■ Problem
Using the listing below, report each line holding the string "MonthlyRow".

■ Information
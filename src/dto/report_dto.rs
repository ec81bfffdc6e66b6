//! DTOs de reportes de mantenimiento

use chrono::{DateTime, Utc};
use serde::{Deserialize, Serialize};

use crate::models::maintenance::MaintenanceRecord;
use crate::models::vehicle::Vehicle;

/// Query params del reporte de mantenimiento
#[derive(Debug, Default, Deserialize)]
#[serde(rename_all = "camelCase")]
pub struct ReportQueryParams {
    pub format: Option<String>,
    pub include_details: Option<String>,
    pub include_costs: Option<String>,
}

#[derive(Debug, Serialize, Deserialize)]
#[serde(rename_all = "camelCase")]
pub struct ReportPeriod {
    pub start_date: DateTime<Utc>,
    pub end_date: DateTime<Utc>,
}

#[derive(Debug, Serialize, Deserialize)]
#[serde(rename_all = "camelCase")]
pub struct ReportStatistics {
    pub average_cost_per_maintenance: f64,
    pub total_downtime_hours: f64,
}

/// Reporte de mantenimiento de un vehículo
#[derive(Debug, Serialize, Deserialize)]
#[serde(rename_all = "camelCase")]
pub struct MaintenanceReport {
    pub vehicle_id: i64,
    pub vehicle_info: Vehicle,
    pub report_period: ReportPeriod,
    pub total_maintenance_count: usize,
    #[serde(skip_serializing_if = "Option::is_none")]
    pub total_cost: Option<f64>,
    #[serde(skip_serializing_if = "Option::is_none")]
    pub maintenance_records: Option<Vec<MaintenanceRecord>>,
    pub statistics: ReportStatistics,
    pub generated_at: DateTime<Utc>,
}

/// Request de generación asíncrona de reporte
#[derive(Debug, Default, Deserialize)]
pub struct GenerateReportRequest {
    pub format: Option<String>,
}

/// Estado de un reporte generado en background
///
/// No hay cola de trabajos real: el estado es fabricado, igual que en
/// el servidor original.
#[derive(Debug, Serialize, Deserialize)]
#[serde(rename_all = "camelCase")]
pub struct ReportStatus {
    pub report_id: String,
    pub status: String,
    pub estimated_completion_time: DateTime<Utc>,
    pub progress: u8,
    pub download_url: String,
}
pub mod fixture_data;
pub mod vehicle_repository;
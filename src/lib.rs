//! Reconcile a checking export and a credit-card export into one ledger and
//! derive spending summaries from it.
//!
//! ```no_run
//! use tally::ledger::process;
//! use tally::reports::{monthly_summary, merchant_ranking, DEFAULT_TOP_N};
//!
//! # fn main() -> tally::error::Result<()> {
//! let debit = std::fs::File::open("debit.csv")?;
//! let credit = std::fs::File::open("credit.csv")?;
//! let ledger = process(debit, credit)?;
//! for month in monthly_summary(&ledger, None) {
//!     println!("{} {:.2}", month.month, month.net_cash_flow);
//! }
//! let top = merchant_ranking(&ledger, None, DEFAULT_TOP_N);
//! # let _ = top;
//! # Ok(())
//! # }
//! ```

pub mod error;
pub mod export;
pub mod filter;
pub mod fmt;
pub mod importer;
pub mod ledger;
pub mod models;
pub mod reconciler;
pub mod reports;
pub mod settings;
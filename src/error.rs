use thiserror::Error;

#[derive(Error, Debug)]
pub enum TallyError {
    #[error("Missing required column(s): {}", missing.join(", "))]
    Schema { missing: Vec<String> },

    #[error("Line {line}: invalid {field} {value:?}: {reason}")]
    Parse {
        line: u64,
        field: String,
        value: String,
        reason: String,
    },

    #[error("No transactions found in either source")]
    EmptyInput,

    #[error("IO error: {0}")]
    Io(#[from] std::io::Error),

    #[error("CSV error: {0}")]
    Csv(#[from] csv::Error),

    #[error("Settings error: {0}")]
    Settings(String),

    #[error("{0}")]
    Other(String),
}

pub type Result<T> = std::result::Result<T, TallyError>;
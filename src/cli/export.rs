use std::path::PathBuf;

use tally::error::Result;
use tally::export::{default_file_name, export_to_file};
use tally::reports;
use tally::settings::{shellexpand_path, Settings};

use super::{load_filtered, FilterArgs, ListingArgs, SourceArgs};

fn output_path(output: Option<&str>, settings: &Settings) -> PathBuf {
    match output {
        Some(p) => PathBuf::from(shellexpand_path(p)),
        None => PathBuf::from(shellexpand_path(&settings.export_dir)).join(default_file_name()),
    }
}

pub fn run(
    source: &SourceArgs,
    filter: &FilterArgs,
    listing: &ListingArgs,
    output: Option<&str>,
    settings: &Settings,
) -> Result<()> {
    let (ledger, filter) = load_filtered(source, filter, settings)?;
    let rows = reports::transactions(&ledger, filter.as_ref(), &listing.to_options());
    let path = export_to_file(&output_path(output, settings), &rows)?;
    println!("Wrote {} transactions to {}", rows.len(), path.display());
    Ok(())
}

#[cfg(test)]
mod tests {
    use super::*;

    #[test]
    fn test_output_path_prefers_explicit() {
        let settings = Settings::default();
        assert_eq!(output_path(Some("/tmp/x.csv"), &settings), PathBuf::from("/tmp/x.csv"));
    }

    #[test]
    fn test_output_path_defaults_to_export_dir() {
        let settings = Settings {
            export_dir: "/var/exports".to_string(),
            ..Settings::default()
        };
        let path = output_path(None, &settings);
        assert!(path.starts_with("/var/exports"));
        assert!(path.to_string_lossy().ends_with(".csv"));
    }
}
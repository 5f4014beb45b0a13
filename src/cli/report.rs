use colored::Colorize;
use comfy_table::{Cell, Table};

use tally::error::Result;
use tally::fmt::{money, percent};
use tally::models::{Ledger, LedgerEntry, TransferPair};
use tally::reports::{
    self, AccountComparison, CategoryRow, KeyMetrics, MerchantRow, MonthlyRow,
};
use tally::settings::Settings;

use super::{load_filtered, FilterArgs, ListingArgs, SourceArgs};

fn signed_money(val: f64) -> Cell {
    if val >= 0.0 {
        Cell::new(money(val).green())
    } else {
        Cell::new(money(val).red())
    }
}

// ---------------------------------------------------------------------------
// Command handlers (load + print)
// ---------------------------------------------------------------------------

pub fn summary(source: &SourceArgs, filter: &FilterArgs, settings: &Settings) -> Result<()> {
    let (ledger, filter) = load_filtered(source, filter, settings)?;
    let metrics = reports::key_metrics(&ledger, filter.as_ref());
    let accounts = reports::account_comparison(&ledger, filter.as_ref());
    println!("{}", format_header(&ledger));
    println!("{}", format_metrics(&metrics));
    println!("\n{}", format_accounts(&accounts));
    Ok(())
}

pub fn monthly(source: &SourceArgs, filter: &FilterArgs, settings: &Settings) -> Result<()> {
    let (ledger, filter) = load_filtered(source, filter, settings)?;
    println!("{}", format_monthly(&reports::monthly_summary(&ledger, filter.as_ref())));
    Ok(())
}

pub fn categories(
    source: &SourceArgs,
    filter: &FilterArgs,
    month: Option<&str>,
    settings: &Settings,
) -> Result<()> {
    let (ledger, filter) = load_filtered(source, filter, settings)?;
    let rows = reports::category_breakdown(&ledger, filter.as_ref(), month);
    println!("{}", format_categories(&rows, month));
    Ok(())
}

pub fn merchants(
    source: &SourceArgs,
    filter: &FilterArgs,
    top_n: usize,
    settings: &Settings,
) -> Result<()> {
    let (ledger, filter) = load_filtered(source, filter, settings)?;
    let rows = reports::merchant_ranking(&ledger, filter.as_ref(), top_n);
    println!("{}", format_merchants(&rows, top_n));
    Ok(())
}

pub fn accounts(source: &SourceArgs, filter: &FilterArgs, settings: &Settings) -> Result<()> {
    let (ledger, filter) = load_filtered(source, filter, settings)?;
    println!("{}", format_accounts(&reports::account_comparison(&ledger, filter.as_ref())));
    Ok(())
}

pub fn transfers(source: &SourceArgs, settings: &Settings) -> Result<()> {
    let ledger = source.load(settings)?;
    println!("{}", format_transfers(&ledger.transfers));
    Ok(())
}

pub fn transactions(
    source: &SourceArgs,
    filter: &FilterArgs,
    listing: &ListingArgs,
    settings: &Settings,
) -> Result<()> {
    let (ledger, filter) = load_filtered(source, filter, settings)?;
    let rows = reports::transactions(&ledger, filter.as_ref(), &listing.to_options());
    println!("{}", format_transactions(&rows));
    Ok(())
}

// ---------------------------------------------------------------------------
// Pure formatting functions (report data -> String)
// ---------------------------------------------------------------------------

pub fn format_header(ledger: &Ledger) -> String {
    match ledger.date_bounds() {
        Some((first, last)) => format!(
            "{} transactions, {first} to {last} ({} transfer pairs excluded)",
            ledger.len(),
            ledger.transfers.len()
        ),
        None => "No transactions".to_string(),
    }
}

pub fn format_metrics(m: &KeyMetrics) -> String {
    let mut table = Table::new();
    table.set_header(vec!["Metric", "Value"]);
    table.add_row(vec![Cell::new("Total Income"), Cell::new(money(m.total_income))]);
    table.add_row(vec![Cell::new("Total Expenses"), Cell::new(money(m.total_expenses))]);
    table.add_row(vec![Cell::new("Net Cash Flow".bold()), signed_money(m.net_cash_flow)]);
    table.add_row(vec![Cell::new("Savings Rate"), Cell::new(percent(m.savings_rate))]);
    format!("Key Metrics\n{table}")
}

pub fn format_monthly(rows: &[MonthlyRow]) -> String {
    let mut table = Table::new();
    table.set_header(vec!["Month", "Income", "Expenses", "Net"]);
    for r in rows {
        table.add_row(vec![
            Cell::new(&r.month),
            Cell::new(money(r.total_income)),
            Cell::new(money(r.total_expenses)),
            signed_money(r.net_cash_flow),
        ]);
    }
    let income: f64 = rows.iter().map(|r| r.total_income).sum();
    let expenses: f64 = rows.iter().map(|r| r.total_expenses).sum();
    let net: f64 = rows.iter().map(|r| r.net_cash_flow).sum();
    table.add_row(vec![
        Cell::new("Total".bold()),
        Cell::new(money(income)),
        Cell::new(money(expenses)),
        signed_money(net),
    ]);
    format!("Monthly Cash Flow\n{table}")
}

pub fn format_categories(rows: &[CategoryRow], month: Option<&str>) -> String {
    let total: f64 = rows.iter().map(|r| r.total_spent).sum();
    let mut table = Table::new();
    table.set_header(vec!["Category", "Spent", "%", "Count"]);
    for r in rows {
        let share = if total > 0.0 { r.total_spent / total * 100.0 } else { 0.0 };
        table.add_row(vec![
            Cell::new(&r.category),
            Cell::new(money(r.total_spent)),
            Cell::new(percent(share)),
            Cell::new(r.transaction_count),
        ]);
    }
    table.add_row(vec![
        Cell::new("Total".bold()),
        Cell::new(money(total)),
        Cell::new(""),
        Cell::new(rows.iter().map(|r| r.transaction_count).sum::<usize>()),
    ]);
    match month {
        Some(m) => format!("Spending by Category ({m})\n{table}"),
        None => format!("Spending by Category\n{table}"),
    }
}

pub fn format_merchants(rows: &[MerchantRow], top_n: usize) -> String {
    let mut table = Table::new();
    table.set_header(vec!["Merchant", "Spent", "Visits", "Average"]);
    for r in rows {
        table.add_row(vec![
            Cell::new(&r.merchant),
            Cell::new(money(r.total_spent)),
            Cell::new(r.visit_count),
            Cell::new(money(r.avg_transaction)),
        ]);
    }
    format!("Top {top_n} Merchants\n{table}")
}

pub fn format_accounts(c: &AccountComparison) -> String {
    let mut table = Table::new();
    table.set_header(vec!["Account", "Spent"]);
    table.add_row(vec![Cell::new("Debit Card"), Cell::new(money(c.debit_spending))]);
    table.add_row(vec![Cell::new("Credit Card"), Cell::new(money(c.credit_spending))]);
    table.add_row(vec![Cell::new("Total".bold()), Cell::new(money(c.total_spending))]);
    format!(
        "Account Spending\n{table}\nCredit Card Usage: {}",
        percent(c.credit_percentage)
    )
}

pub fn format_transfers(pairs: &[TransferPair]) -> String {
    if pairs.is_empty() {
        return "No card payments matched to checking withdrawals.".to_string();
    }
    let mut table = Table::new();
    table.set_header(vec!["Amount", "Withdrawn", "Checking Description", "Paid", "Card Description"]);
    for p in pairs {
        table.add_row(vec![
            Cell::new(money(p.amount)),
            Cell::new(p.debit_date),
            Cell::new(&p.debit_description),
            Cell::new(p.credit_date),
            Cell::new(&p.credit_description),
        ]);
    }
    format!("Matched Transfers\n{table}")
}

pub fn format_transactions(rows: &[&LedgerEntry]) -> String {
    let mut table = Table::new();
    table.set_header(vec![
        "Date", "Description", "Category", "Debit", "Credit", "Balance", "Account",
    ]);
    for e in rows {
        let description = if e.is_transfer {
            format!("{} {}", e.description, "(transfer)".dimmed())
        } else {
            e.description.clone()
        };
        table.add_row(vec![
            Cell::new(e.post_date),
            Cell::new(description),
            Cell::new(&e.category),
            Cell::new(if e.debit_amount > 0.0 { money(e.debit_amount).red().to_string() } else { String::new() }),
            Cell::new(if e.credit_amount > 0.0 { money(e.credit_amount).green().to_string() } else { String::new() }),
            Cell::new(e.balance.map(money).unwrap_or_default()),
            Cell::new(e.account_type),
        ]);
    }
    format!("Showing {} transactions\n{table}", rows.len())
}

■ Your response
    self, AccountComparison, CategoryRow, KeyMetrics, MerchantRow, MonthlyRow,
pub fn format_monthly(rows: &[MonthlyRow]) -> String {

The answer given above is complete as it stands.